In my opinion, the three PC recommendations in relation to natural disaster management in its “Advancing Prosperity” report should be reviewed to incorporate matters raised here.

Under current approaches, large bushfire disasters will continue and often have very long fire runs across landscapes, and large numbers of towns, cities, fire fighters and ecosystems will continue to be impacted by bushfires.  The same applies for flood disasters.

I believe that the Productivity Commission and governments have missed key opportunities to better nail natural disaster management across Australia, especially considering the good work in the 2015 report on Natural Disaster Funding over 8 years ago.  

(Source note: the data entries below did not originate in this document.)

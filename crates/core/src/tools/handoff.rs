//! Agent handoff tools.
//!
//! A handoff tool returns immediately with a short transfer phrase for the
//! model to speak; the actual transition happens out-of-band when the relay
//! delivers an `agent.handoff` event to the browser after the persona's
//! configured delay.

use super::{optional_str, HandoffSignal, ToolError, ToolHandler, ToolOutput};
use crate::persona::AgentRole;
use crate::session::SessionContext;
use async_trait::async_trait;
use tracing::info;

pub struct HandoffTool {
    target: AgentRole,
}

impl HandoffTool {
    pub fn to_role(target: AgentRole) -> Self {
        Self { target }
    }

    fn transfer_phrase(&self) -> String {
        match self.target {
            AgentRole::A => "Let me connect you to our general assistant now...".to_string(),
            AgentRole::B => "Connecting you to your account concierge now...".to_string(),
        }
    }
}

#[async_trait]
impl ToolHandler for HandoffTool {
    fn name(&self) -> &'static str {
        match self.target {
            AgentRole::A => "handoff_to_a",
            AgentRole::B => "handoff_to_b",
        }
    }

    fn describe(&self) -> &'static str {
        match self.target {
            AgentRole::A => "transfers the caller to the general assistant",
            AgentRole::B => "transfers the caller to the account concierge",
        }
    }

    async fn execute(
        &self,
        session: &SessionContext,
        args: &serde_json::Value,
    ) -> Result<ToolOutput, ToolError> {
        let reason = optional_str(args, "reason").unwrap_or("unspecified");
        info!(
            from = %session.role,
            to = %self.target,
            reason,
            "handoff requested"
        );
        Ok(ToolOutput::Handoff(HandoffSignal {
            target: self.target,
            message: self.transfer_phrase(),
        }))
    }
}
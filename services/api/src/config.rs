use std::net::SocketAddr;
use std::path::PathBuf;
use tracing::Level;

/// A custom error type for configuration loading failures.
#[derive(Debug, thiserror::Error)]
pub enum ConfigError {
    #[error("Missing environment variable: {0}")]
    MissingVar(String),
    #[error("Invalid value for environment variable {0}: {1}")]
    InvalidValue(String, String),
}

/// Holds all configuration loaded from the environment at startup.
#[derive(Clone, Debug)]
pub struct Config {
    pub bind_address: SocketAddr,
    /// Base URL of the upstream realtime endpoint (https or wss).
    pub upstream_endpoint: String,
    /// Credential sent as an auxiliary header, never in the URL.
    pub upstream_api_key: String,
    pub upstream_deployment: String,
    pub embedding_endpoint: Option<String>,
    pub embedding_api_key: Option<String>,
    pub embedding_model: String,
    pub backend_api_base: String,
    pub use_vector_store: bool,
    pub knowledge_base_path: PathBuf,
    pub vector_store_dir: PathBuf,
    pub persona_dir: PathBuf,
    /// Exact allowed origins; empty means any origin.
    pub cors_allowed_origins: Vec<String>,
    pub log_level: Level,
}

impl Config {
    /// Loads configuration from environment variables.
    pub fn from_env() -> Result<Self, ConfigError> {
        // Only load from .env in non-test mode to avoid contamination
        if !cfg!(test) {
            dotenvy::dotenv().ok();
        }

        let host = std::env::var("HOST").unwrap_or_else(|_| "0.0.0.0".to_string());
        let port = std::env::var("PORT").unwrap_or_else(|_| "8003".to_string());
        let bind_address = format!("{host}:{port}")
            .parse::<SocketAddr>()
            .map_err(|e| ConfigError::InvalidValue("HOST/PORT".to_string(), e.to_string()))?;

        let upstream_endpoint = std::env::var("UPSTREAM_REALTIME_ENDPOINT")
            .map_err(|_| ConfigError::MissingVar("UPSTREAM_REALTIME_ENDPOINT".to_string()))?;
        let upstream_api_key = std::env::var("UPSTREAM_API_KEY")
            .map_err(|_| ConfigError::MissingVar("UPSTREAM_API_KEY".to_string()))?;
        let upstream_deployment = std::env::var("UPSTREAM_DEPLOYMENT_NAME")
            .map_err(|_| ConfigError::MissingVar("UPSTREAM_DEPLOYMENT_NAME".to_string()))?;

        let use_vector_store = match std::env::var("USE_VECTOR_STORE") {
            Ok(raw) => match raw.to_lowercase().as_str() {
                "true" | "1" | "yes" => true,
                "false" | "0" | "no" => false,
                other => {
                    return Err(ConfigError::InvalidValue(
                        "USE_VECTOR_STORE".to_string(),
                        format!("'{other}' is not a boolean"),
                    ));
                }
            },
            Err(_) => true,
        };

        let embedding_endpoint = std::env::var("EMBEDDING_ENDPOINT").ok();
        let embedding_api_key = std::env::var("EMBEDDING_API_KEY").ok();
        let embedding_model = std::env::var("EMBEDDING_MODEL")
            .unwrap_or_else(|_| "text-embedding-ada-002".to_string());

        if use_vector_store {
            if embedding_endpoint.is_none() {
                return Err(ConfigError::MissingVar(
                    "EMBEDDING_ENDPOINT must be set when USE_VECTOR_STORE is true".to_string(),
                ));
            }
            if embedding_api_key.is_none() {
                return Err(ConfigError::MissingVar(
                    "EMBEDDING_API_KEY must be set when USE_VECTOR_STORE is true".to_string(),
                ));
            }
        }

        let backend_api_base = std::env::var("BACKEND_API_BASE")
            .unwrap_or_else(|_| "http://localhost:8004".to_string());

        let knowledge_base_path = std::env::var("KNOWLEDGE_BASE_PATH")
            .map(PathBuf::from)
            .unwrap_or_else(|_| PathBuf::from("./knowledge/help_consolidated.txt"));
        let vector_store_dir = std::env::var("VECTOR_STORE_DIR")
            .map(PathBuf::from)
            .unwrap_or_else(|_| PathBuf::from("./vector_store"));
        let persona_dir = std::env::var("PERSONA_DIR")
            .map(PathBuf::from)
            .unwrap_or_else(|_| PathBuf::from("./personas"));

        let cors_allowed_origins = std::env::var("CORS_ALLOWED_ORIGINS")
            .unwrap_or_default()
            .split(',')
            .map(str::trim)
            .filter(|s| !s.is_empty())
            .map(str::to_string)
            .collect();

        let log_level_str = std::env::var("RUST_LOG").unwrap_or_else(|_| "INFO".to_string());
        let log_level = log_level_str.parse::<Level>().map_err(|_| {
            ConfigError::InvalidValue(
                "RUST_LOG".to_string(),
                format!("'{}' is not a valid log level", log_level_str),
            )
        })?;

        Ok(Self {
            bind_address,
            upstream_endpoint,
            upstream_api_key,
            upstream_deployment,
            embedding_endpoint,
            embedding_api_key,
            embedding_model,
            backend_api_base,
            use_vector_store,
            knowledge_base_path,
            vector_store_dir,
            persona_dir,
            cors_allowed_origins,
            log_level,
        })
    }
}
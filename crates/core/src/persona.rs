//! Agent persona definitions.
//!
//! Each agent role is described by one JSON document loaded at startup. The
//! set is immutable for the lifetime of the process; sessions borrow the
//! persona for their selected role and never mutate it.

use serde::{Deserialize, Serialize};
use std::collections::{BTreeMap, HashMap};
use std::fmt;
use std::path::Path;
use std::str::FromStr;

/// Handoff delay bounds, in milliseconds. The delay gives the model time to
/// finish speaking its transfer phrase before the client reconnects.
pub const HANDOFF_DELAY_MIN_MS: u64 = 800;
pub const HANDOFF_DELAY_MAX_MS: u64 = 2500;

const DEFAULT_HANDOFF_DELAY_MS: u64 = 1500;

/// A configuration loading or validation failure.
#[derive(Debug, thiserror::Error)]
pub enum PersonaError {
    #[error("failed to read persona file {0}")]
    Io(String, #[source] std::io::Error),
    #[error("persona file {0} is not valid JSON")]
    Parse(String, #[source] serde_json::Error),
    #[error("persona {role}: {reason}")]
    Invalid { role: AgentRole, reason: String },
    #[error("persona directory {0} is missing a definition for role {1}")]
    MissingRole(String, AgentRole),
}

/// The two agent roles the gateway serves.
///
/// Role A answers general questions for anonymous callers; role B manages
/// account operations for authenticated callers. The letters are the wire
/// representation used in `agent.handoff` events.
#[derive(Debug, Clone, Copy, PartialEq, Eq, Hash, Serialize, Deserialize)]
pub enum AgentRole {
    A,
    B,
}

impl AgentRole {
    /// The role a handoff from this role targets.
    pub fn other(self) -> Self {
        match self {
            AgentRole::A => AgentRole::B,
            AgentRole::B => AgentRole::A,
        }
    }

    /// Short human-readable description, used in logs.
    pub fn describe(self) -> &'static str {
        match self {
            AgentRole::A => "general assistant",
            AgentRole::B => "account concierge",
        }
    }

    /// Persona file stem for this role inside the persona directory.
    pub fn file_stem(self) -> &'static str {
        match self {
            AgentRole::A => "agent_a",
            AgentRole::B => "agent_b",
        }
    }
}

impl fmt::Display for AgentRole {
    fn fmt(&self, f: &mut fmt::Formatter<'_>) -> fmt::Result {
        match self {
            AgentRole::A => write!(f, "A"),
            AgentRole::B => write!(f, "B"),
        }
    }
}

impl FromStr for AgentRole {
    type Err = String;

    fn from_str(s: &str) -> Result<Self, Self::Err> {
        match s {
            "A" | "a" => Ok(AgentRole::A),
            "B" | "b" => Ok(AgentRole::B),
            other => Err(format!("unknown agent role '{other}'")),
        }
    }
}

/// Server-side voice-activity-detection parameters forwarded to the upstream
/// realtime session.
#[derive(Debug, Clone, Serialize, Deserialize)]
pub struct VadParams {
    pub threshold: f32,
    pub prefix_padding_ms: u32,
    pub silence_duration_ms: u32,
    /// Whether the upstream peer should generate a response automatically
    /// when the caller stops speaking.
    #[serde(default = "default_true")]
    pub auto_respond: bool,
}

fn default_true() -> bool {
    true
}

/// One named argument in a tool schema.
#[derive(Debug, Clone, Serialize, Deserialize)]
pub struct ArgSpec {
    #[serde(rename = "type")]
    pub kind: String,
    #[serde(default)]
    pub required: bool,
    #[serde(default)]
    pub description: Option<String>,
}

/// Schema for a single tool exposed to the model.
#[derive(Debug, Clone, Serialize, Deserialize)]
pub struct ToolSchema {
    pub name: String,
    pub description: String,
    #[serde(default)]
    pub arguments: BTreeMap<String, ArgSpec>,
}

impl ToolSchema {
    /// Renders the schema in the shape the upstream realtime peer expects
    /// inside `session.update`.
    pub fn to_realtime_tool(&self) -> serde_json::Value {
        let mut properties = serde_json::Map::new();
        let mut required = Vec::new();
        for (name, arg) in &self.arguments {
            let mut prop = serde_json::Map::new();
            prop.insert("type".into(), serde_json::Value::String(arg.kind.clone()));
            if let Some(desc) = &arg.description {
                prop.insert("description".into(), serde_json::Value::String(desc.clone()));
            }
            properties.insert(name.clone(), serde_json::Value::Object(prop));
            if arg.required {
                required.push(serde_json::Value::String(name.clone()));
            }
        }
        serde_json::json!({
            "type": "function",
            "name": self.name,
            "description": self.description,
            "parameters": {
                "type": "object",
                "properties": properties,
                "required": required,
            }
        })
    }
}

/// An immutable agent persona, loaded once at boot.
#[derive(Debug, Clone, Deserialize)]
pub struct Persona {
    pub role: AgentRole,
    pub voice: String,
    /// Seed utterance injected at session start so the agent greets first.
    pub intro_utterance: String,
    pub instructions: String,
    #[serde(default)]
    pub tools: Vec<ToolSchema>,
    pub vad: VadParams,
    #[serde(default = "default_handoff_delay")]
    pub handoff_delay_ms: u64,
}

fn default_handoff_delay() -> u64 {
    DEFAULT_HANDOFF_DELAY_MS
}

impl Persona {
    fn validate(&self) -> Result<(), PersonaError> {
        let fail = |reason: String| PersonaError::Invalid {
            role: self.role,
            reason,
        };
        if self.voice.trim().is_empty() {
            return Err(fail("voice must not be empty".into()));
        }
        if self.instructions.trim().is_empty() {
            return Err(fail("instructions must not be empty".into()));
        }
        if self.intro_utterance.trim().is_empty() {
            return Err(fail("intro_utterance must not be empty".into()));
        }
        if !(0.0..=1.0).contains(&self.vad.threshold) {
            return Err(fail(format!(
                "vad.threshold {} is outside [0.0, 1.0]",
                self.vad.threshold
            )));
        }
        if !(HANDOFF_DELAY_MIN_MS..=HANDOFF_DELAY_MAX_MS).contains(&self.handoff_delay_ms) {
            return Err(fail(format!(
                "handoff_delay_ms {} is outside [{HANDOFF_DELAY_MIN_MS}, {HANDOFF_DELAY_MAX_MS}]",
                self.handoff_delay_ms
            )));
        }
        let mut seen = std::collections::HashSet::new();
        for tool in &self.tools {
            if tool.name.trim().is_empty() {
                return Err(fail("tool with empty name".into()));
            }
            if !seen.insert(tool.name.as_str()) {
                return Err(fail(format!("duplicate tool '{}'", tool.name)));
            }
        }
        Ok(())
    }
}

/// The full set of personas, one per role.
#[derive(Debug, Clone)]
pub struct PersonaSet {
    personas: HashMap<AgentRole, Persona>,
}

impl PersonaSet {
    /// Loads and validates `agent_a.json` and `agent_b.json` from `dir`.
    /// Any missing file or invalid definition fails fast.
    pub fn load(dir: &Path) -> Result<Self, PersonaError> {
        let mut personas = HashMap::new();
        for role in [AgentRole::A, AgentRole::B] {
            let path = dir.join(format!("{}.json", role.file_stem()));
            let display = path.display().to_string();
            if !path.exists() {
                return Err(PersonaError::MissingRole(dir.display().to_string(), role));
            }
            let raw = std::fs::read_to_string(&path)
                .map_err(|e| PersonaError::Io(display.clone(), e))?;
            let persona: Persona =
                serde_json::from_str(&raw).map_err(|e| PersonaError::Parse(display, e))?;
            if persona.role != role {
                return Err(PersonaError::Invalid {
                    role,
                    reason: format!("file declares role {}", persona.role),
                });
            }
            persona.validate()?;
            personas.insert(role, persona);
        }
        Ok(Self { personas })
    }

    /// Builds a set from already-constructed personas. Used by tests.
    pub fn from_personas(a: Persona, b: Persona) -> Result<Self, PersonaError> {
        a.validate()?;
        b.validate()?;
        let mut personas = HashMap::new();
        personas.insert(AgentRole::A, a);
        personas.insert(AgentRole::B, b);
        Ok(Self { personas })
    }

    pub fn get(&self, role: AgentRole) -> &Persona {
        // Both roles are guaranteed present by construction.
        &self.personas[&role]
    }
}
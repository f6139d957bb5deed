//! Teller voice client binary.
//!
//! Connects the local microphone and speaker to a teller gateway session and
//! follows agent handoffs by reconnecting under the target role.

use clap::Parser;
use teller_client::{client, ClientOptions};

#[derive(Parser, Debug)]
#[command(name = "teller-client", about = "Voice client for the teller gateway")]
struct Args {
    /// Gateway base URL.
    #[arg(long, default_value = "ws://127.0.0.1:8003")]
    gateway: String,

    /// Bearer token for the authenticated account role.
    #[arg(long)]
    jwt: Option<String>,

    /// Log level (error, warn, info, debug, trace).
    #[arg(long, default_value = "info")]
    log_level: tracing::Level,
}

#[tokio::main]
async fn main() -> anyhow::Result<()> {
    let args = Args::parse();
    tracing_subscriber::fmt()
        .with_max_level(args.log_level)
        .with_timer(tracing_subscriber::fmt::time::ChronoLocal::rfc_3339())
        .init();

    client::run(ClientOptions {
        gateway_url: args.gateway,
        jwt: args.jwt,
    })
    .await
}
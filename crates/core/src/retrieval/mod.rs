//! Knowledge-base retrieval service.
//!
//! Semantic search over an embedded chunk index, with a keyword-scoring
//! fallback that keeps the gateway answering when the vector store is
//! disabled, still indexing, or the embedding service is down.

pub mod chunker;
pub mod embedding;
pub mod keyword;
pub mod store;

use embedding::{EmbeddingClient, EmbeddingError};
use serde::Serialize;
use std::path::{Path, PathBuf};
use std::sync::Arc;
use store::{IndexError, VectorStore};
use tracing::{info, warn};

/// Default number of results returned to a tool call.
pub const DEFAULT_RESULTS: usize = 3;

const NO_RESULTS_MESSAGE: &str =
    "No information found for this query. Please check the help center directly.";
const CORPUS_MISSING_MESSAGE: &str =
    "The knowledge base is not available right now. Please try again later.";

/// Fatal retrieval error. Only indexing surfaces these; queries always
/// degrade to the fallback and return text.
#[derive(Debug, thiserror::Error)]
pub enum RetrievalError {
    #[error("corpus file {} is missing", .0.display())]
    CorpusMissing(PathBuf),
    #[error(transparent)]
    Index(#[from] IndexError),
}

/// Snapshot of the service for the stats endpoint.
#[derive(Debug, Clone, Serialize)]
pub struct RetrievalStats {
    pub mode: &'static str,
    pub indexed_chunks: usize,
    pub persist_dir: Option<String>,
    pub embedding_model: Option<String>,
    pub corpus_path: String,
}

/// The retrieval service. Cheap to share; read-only after construction apart
/// from the one-shot index build.
pub struct RetrievalService {
    corpus_path: PathBuf,
    semantic: Option<SemanticBackend>,
}

struct SemanticBackend {
    store: Arc<VectorStore>,
    embedder: Arc<dyn EmbeddingClient>,
    model: String,
}

impl RetrievalService {
    /// A service that only ever uses the keyword fallback.
    pub fn keyword_only(corpus_path: impl Into<PathBuf>) -> Self {
        Self {
            corpus_path: corpus_path.into(),
            semantic: None,
        }
    }

    /// A service backed by a vector store, falling back to keywords when the
    /// store or the embedding service is unavailable.
    pub fn with_vector_store(
        corpus_path: impl Into<PathBuf>,
        store: Arc<VectorStore>,
        embedder: Arc<dyn EmbeddingClient>,
        model: impl Into<String>,
    ) -> Self {
        Self {
            corpus_path: corpus_path.into(),
            semantic: Some(SemanticBackend {
                store,
                embedder,
                model: model.into(),
            }),
        }
    }

    pub fn corpus_path(&self) -> &Path {
        &self.corpus_path
    }

    /// Builds the vector index if this service has one. A missing corpus file
    /// is fatal here, as is any embedding failure during indexing.
    pub async fn ensure_indexed(&self, force_reindex: bool) -> Result<usize, RetrievalError> {
        if !self.corpus_path.exists() {
            return Err(RetrievalError::CorpusMissing(self.corpus_path.clone()));
        }
        let Some(semantic) = &self.semantic else {
            return Ok(0);
        };
        let count = semantic
            .store
            .index_corpus(&self.corpus_path, semantic.embedder.as_ref(), force_reindex)
            .await?;
        Ok(count)
    }

    /// Answers a query with up to `k` formatted passages. Never fails: any
    /// semantic-path problem downgrades to the keyword fallback, and an empty
    /// result becomes a fixed no-results message.
    pub async fn search(&self, query: &str, k: usize) -> String {
        let k = k.max(1);
        if let Some(semantic) = &self.semantic {
            if !semantic.store.is_empty() {
                match self.semantic_search(semantic, query, k).await {
                    Ok(Some(text)) => return text,
                    Ok(None) => return NO_RESULTS_MESSAGE.to_string(),
                    Err(e) => {
                        warn!(error = %e, "semantic search failed, using keyword fallback");
                    }
                }
            }
        }
        self.fallback_search(query, k)
    }

    async fn semantic_search(
        &self,
        semantic: &SemanticBackend,
        query: &str,
        k: usize,
    ) -> Result<Option<String>, EmbeddingError> {
        let mut vectors = semantic.embedder.embed(vec![query.to_string()]).await?;
        let query_vec = vectors.pop().ok_or(EmbeddingError::MissingVector(0))?;

        // Over-fetch so exact-duplicate chunks can be dropped.
        let hits = semantic.store.top_matches(&query_vec, k * 2);
        let mut results: Vec<String> = Vec::new();
        let mut seen: Vec<&str> = Vec::new();
        for hit in &hits {
            if seen.contains(&hit.record.text.as_str()) {
                continue;
            }
            seen.push(hit.record.text.as_str());
            let formatted = if hit.record.metadata.title.is_empty() {
                hit.record.text.clone()
            } else {
                format!("[{}]\n{}", hit.record.metadata.title, hit.record.text)
            };
            results.push(formatted);
            if results.len() >= k {
                break;
            }
        }
        if results.is_empty() {
            return Ok(None);
        }
        info!(results = results.len(), "semantic search served query");
        Ok(Some(results.join("\n\n---\n\n")))
    }

    fn fallback_search(&self, query: &str, k: usize) -> String {
        let corpus = match std::fs::read_to_string(&self.corpus_path) {
            Ok(corpus) => corpus,
            Err(e) => {
                warn!(path = %self.corpus_path.display(), error = %e, "corpus unreadable");
                return CORPUS_MISSING_MESSAGE.to_string();
            }
        };
        match keyword::keyword_search(&corpus, query, k) {
            Some(text) => text,
            None => NO_RESULTS_MESSAGE.to_string(),
        }
    }

    pub fn stats(&self) -> RetrievalStats {
        match &self.semantic {
            Some(semantic) => RetrievalStats {
                mode: if semantic.store.is_empty() {
                    "keyword"
                } else {
                    "vector"
                },
                indexed_chunks: semantic.store.len(),
                persist_dir: Some(semantic.store.persist_dir().display().to_string()),
                embedding_model: Some(semantic.model.clone()),
                corpus_path: self.corpus_path.display().to_string(),
            },
            None => RetrievalStats {
                mode: "keyword",
                indexed_chunks: 0,
                persist_dir: None,
                embedding_model: None,
                corpus_path: self.corpus_path.display().to_string(),
            },
        }
    }
}

#[cfg(test)]
mod tests {
    use super::chunker::section_delimiter;
    use super::embedding::{EmbeddingClient, EmbeddingError};
    use super::store::VectorStore;
    use super::*;
    use async_trait::async_trait;
    use std::sync::atomic::{AtomicBool, Ordering};

    /// Deterministic embedder: projects text onto fixed keyword axes so
    /// related texts land near each other without a real service.
    struct FakeEmbedder {
        fail: AtomicBool,
    }

    impl FakeEmbedder {
        fn new() -> Self {
            Self {
                fail: AtomicBool::new(false),
            }
        }

        fn fail_next(&self) {
            self.fail.store(true, Ordering::SeqCst);
        }

        fn vector_for(text: &str) -> Vec<f32> {
            let lower = text.to_lowercase();
            let axes = ["freeze", "card", "savings", "interest", "delivery"];
            axes.iter()
                .map(|axis| lower.matches(axis).count() as f32)
                .collect()
        }
    }

    #[async_trait]
    impl EmbeddingClient for FakeEmbedder {
        async fn embed(&self, texts: Vec<String>) -> Result<Vec<Vec<f32>>, EmbeddingError> {
            if self.fail.swap(false, Ordering::SeqCst) {
                return Err(EmbeddingError::Request("service offline".into()));
            }
            Ok(texts.iter().map(|t| Self::vector_for(t)).collect())
        }
    }

    fn write_corpus(dir: &Path) -> PathBuf {
        let delimiter = section_delimiter();
        let corpus = [
            (
                "How to freeze your card",
                "You can freeze your card instantly from the app. A frozen card blocks all new \
                 transactions until you unfreeze it. Freeze and unfreeze as often as you like.",
            ),
            (
                "Savings interest",
                "Savings pockets earn interest daily and pay monthly. The savings interest rate \
                 is published in the app and may change with notice at any time.",
            ),
        ]
        .iter()
        .map(|(title, body)| format!("SOURCE: https://help.example.com\nTITLE: {title}\n\n{body}"))
        .collect::<Vec<_>>()
        .join(&format!("\n{delimiter}\n"));
        let path = dir.join("corpus.txt");
        std::fs::write(&path, corpus).unwrap();
        path
    }

    fn temp_dir() -> PathBuf {
        let dir = std::env::temp_dir().join(format!("teller-retrieval-{}", uuid::Uuid::new_v4()));
        std::fs::create_dir_all(&dir).unwrap();
        dir
    }

    #[tokio::test]
    async fn semantic_search_returns_titled_passages() {
        let dir = temp_dir();
        let corpus = write_corpus(&dir);
        let store = Arc::new(VectorStore::open(dir.join("index")).unwrap());
        let embedder = Arc::new(FakeEmbedder::new());
        let service = RetrievalService::with_vector_store(
            &corpus,
            store,
            embedder,
            "text-embedding-ada-002",
        );
        service.ensure_indexed(false).await.unwrap();

        let answer = service.search("freeze card", 3).await;
        assert!(answer.starts_with("[How to freeze your card]"), "got: {answer}");
        std::fs::remove_dir_all(&dir).ok();
    }

    #[tokio::test]
    async fn reindexing_twice_is_deterministic() {
        let dir = temp_dir();
        let corpus = write_corpus(&dir);
        let store = Arc::new(VectorStore::open(dir.join("index")).unwrap());
        let embedder = Arc::new(FakeEmbedder::new());
        let service = RetrievalService::with_vector_store(
            &corpus,
            store.clone(),
            embedder,
            "text-embedding-ada-002",
        );

        let first = service.ensure_indexed(true).await.unwrap();
        let answer_one = service.search("savings interest", 2).await;
        let second = service.ensure_indexed(true).await.unwrap();
        let answer_two = service.search("savings interest", 2).await;

        assert_eq!(first, second);
        assert_eq!(answer_one, answer_two);
        std::fs::remove_dir_all(&dir).ok();
    }

    #[tokio::test]
    async fn embedding_failure_at_query_time_falls_back() {
        let dir = temp_dir();
        let corpus = write_corpus(&dir);
        let store = Arc::new(VectorStore::open(dir.join("index")).unwrap());
        let embedder = Arc::new(FakeEmbedder::new());
        let service = RetrievalService::with_vector_store(
            &corpus,
            store,
            embedder.clone(),
            "text-embedding-ada-002",
        );
        service.ensure_indexed(false).await.unwrap();

        embedder.fail_next();
        let answer = service.search("freeze card", 3).await;
        // Keyword fallback still finds the right section.
        assert!(answer.contains("freeze your card"), "got: {answer}");
        std::fs::remove_dir_all(&dir).ok();
    }

    #[tokio::test]
    async fn keyword_only_service_answers_from_corpus() {
        let dir = temp_dir();
        let corpus = write_corpus(&dir);
        let service = RetrievalService::keyword_only(&corpus);
        let answer = service.search("savings interest rate", 3).await;
        assert!(answer.contains("[Savings interest]"), "got: {answer}");
        std::fs::remove_dir_all(&dir).ok();
    }

    #[tokio::test]
    async fn missing_corpus_is_fatal_for_indexing_only() {
        let dir = temp_dir();
        let service = RetrievalService::keyword_only(dir.join("missing.txt"));
        assert!(matches!(
            service.ensure_indexed(false).await,
            Err(RetrievalError::CorpusMissing(_))
        ));
        // Queries degrade to a message instead of failing.
        let answer = service.search("anything", 3).await;
        assert_eq!(answer, CORPUS_MISSING_MESSAGE);
        std::fs::remove_dir_all(&dir).ok();
    }

    #[tokio::test]
    async fn unknown_topic_returns_no_results_message() {
        let dir = temp_dir();
        let corpus = write_corpus(&dir);
        let service = RetrievalService::keyword_only(&corpus);
        let answer = service.search("cryptocurrency futures", 3).await;
        assert_eq!(answer, NO_RESULTS_MESSAGE);
        std::fs::remove_dir_all(&dir).ok();
    }

    #[test]
    fn stats_reflect_mode() {
        let service = RetrievalService::keyword_only("corpus.txt");
        let stats = service.stats();
        assert_eq!(stats.mode, "keyword");
        assert_eq!(stats.indexed_chunks, 0);
    }
}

There are opportunities to work together with governments, communities, fire and flood practitioners and the insurance industry to improve current natural disaster approaches and mitigation.

About John O’Donnell

John is a retired district forester and environmental manager for hydro-electric construction and road construction projects.   His main interests are mild maintenance burning of forests, trying to change the culture of massive fuel loads in our forests setting up large bushfires, establishing healthy and safe landscapes, fire fighter safety, as well as town and city bushfire safety.